§ PROVIDED MATERIAL
___

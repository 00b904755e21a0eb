//! TUI runner - manages TUI lifecycle and rendering

use std::io::{self, Stdout};
use std::sync::Arc;
use std::time::Duration;

use ratatui::{
    backend::CrosstermBackend,
    crossterm::{
        event::DisableMouseCapture,
        execute,
        terminal::{disable_raw_mode, enable_raw_mode, EnterAlternateScreen, LeaveAlternateScreen},
    },
    Terminal,
};
use tokio::sync::mpsc::UnboundedReceiver;
use tokio::sync::Mutex;

use crate::errors::{AssessaError, Result};
use crate::tui::state::WatchState;
use crate::tui::widgets::render_screen;
use crate::wizard::ReplayEvent;

/// How the user left the view
#[derive(Debug, Clone, Copy, PartialEq, Eq)]
pub enum ExitReason {
    /// `q` pressed
    Quit,
    /// Ctrl-C pressed
    Interrupted,
}

/// Main TUI runner
pub struct TuiRunner {
    state: Arc<Mutex<WatchState>>,
}

impl TuiRunner {
    /// Create a runner that folds every update from `updates` into its state
    pub fn new(initial: WatchState, mut updates: UnboundedReceiver<ReplayEvent>) -> Self {
        let state = Arc::new(Mutex::new(initial));

        let state_clone = state.clone();
        tokio::spawn(async move {
            while let Some(update) = updates.recv().await {
                let mut state = state_clone.lock().await;
                *state = state.clone().apply(update);
            }
            // Sender dropped: the replay is over
            let mut state = state_clone.lock().await;
            *state = state.clone().with_finished(true);
        });

        Self { state }
    }

    /// Get current state (for rendering)
    pub async fn get_state(&self) -> WatchState {
        self.state.lock().await.clone()
    }

    /// Run the TUI until the user quits
    ///
    /// # Errors
    /// * `Interrupted` - Ctrl-C was pressed
    pub async fn run(&mut self) -> Result<()> {
        enable_raw_mode()?;
        let mut stdout = io::stdout();
        execute!(stdout, EnterAlternateScreen, DisableMouseCapture)?;
        let backend = CrosstermBackend::new(stdout);
        let mut terminal = Terminal::new(backend)?;

        let result = self.run_tui_loop(&mut terminal).await;

        // Restore terminal
        disable_raw_mode()?;
        execute!(
            terminal.backend_mut(),
            LeaveAlternateScreen,
            DisableMouseCapture
        )?;
        terminal.show_cursor()?;

        match result? {
            ExitReason::Quit => Ok(()),
            ExitReason::Interrupted => Err(AssessaError::Interrupted),
        }
    }

    async fn run_tui_loop(
        &mut self,
        terminal: &mut Terminal<CrosstermBackend<Stdout>>,
    ) -> Result<ExitReason> {
        use crossterm::event::{Event, KeyCode, KeyModifiers};

        loop {
            let state = self.get_state().await;
            terminal.draw(|f| render_screen(f, &state))?;

            if crossterm::event::poll(Duration::from_millis(100))? {
                if let Event::Key(key) = crossterm::event::read()? {
                    match key.code {
                        KeyCode::Char('q') => return Ok(ExitReason::Quit),
                        KeyCode::Char('c') if key.modifiers.contains(KeyModifiers::CONTROL) => {
                            return Ok(ExitReason::Interrupted);
                        }
                        _ => {}
                    }
                }
            }
        }
    }
}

___

§ PROBLEM TO SOLVE
Find the lines above with the word "Duration". Copy them out.

§ TASK RESPONSE
use std::time::Duration;
            if crossterm::event::poll(Duration::from_millis(100))? {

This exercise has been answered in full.